* TASK STATEMENT *
Where a line looks odd, keep it as it is and transcribe all the material.

* EXTRACTED INFORMATION *
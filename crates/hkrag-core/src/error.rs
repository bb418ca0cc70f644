use thiserror::Error;

#[derive(Debug, Error)]
pub enum Error {
    #[error("Invalid configuration: {0}")]
    InvalidConfig(String),

    #[error("Missing credentials for {provider}: {hint}")]
    MissingCredentials { provider: String, hint: String },

    #[error("Not found: {0}")]
    NotFound(String),

    #[error("Failed to load {path}: {message}")]
    Load { path: String, message: String },

    /// The store was populated by a different embedding model than the one configured.
    #[error("Embedding model mismatch: store was built with '{expected}', configured embedder is '{found}'")]
    EmbedderMismatch { expected: String, found: String },

    #[error("Operation failed: {0}")]
    Operation(String),
}

impl Error {
    /// Configuration-class errors are fatal at startup rather than per request.
    pub fn is_configuration(&self) -> bool {
        matches!(
            self,
            Error::InvalidConfig(_) | Error::MissingCredentials { .. } | Error::EmbedderMismatch { .. }
        )
    }
}

pub type Result<T> = std::result::Result<T, Error>;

* REPLY TO THE EXERCISE *
filename crates/hkrag-core/src/error.rs
repository bb418ca0cc70f644
use thiserror::Error;

#[derive(Debug, Error)]
pub enum Error {
    #[error("Invalid configuration: {0}")]
    InvalidConfig(String),

    #[error("Missing credentials for {provider}: {hint}")]
    MissingCredentials { provider: String, hint: String },

    #[error("Not found: {0}")]
    NotFound(String),

    #[error("Failed to load {path}: {message}")]
    Load { path: String, message: String },

    /// The store was populated by a different embedding model than the one configured.
    #[error("Embedding model mismatch: store was built with '{expected}', configured embedder is '{found}'")]
    EmbedderMismatch { expected: String, found: String },

    #[error("Operation failed: {0}")]
    Operation(String),
}

impl Error {
    /// Configuration-class errors are fatal at startup rather than per request.
    pub fn is_configuration(&self) -> bool {
        matches!(
            self,
            Error::InvalidConfig(_) | Error::MissingCredentials { .. } | Error::EmbedderMismatch { .. }
        )
    }
}

pub type Result<T> = std::result::Result<T, Error>;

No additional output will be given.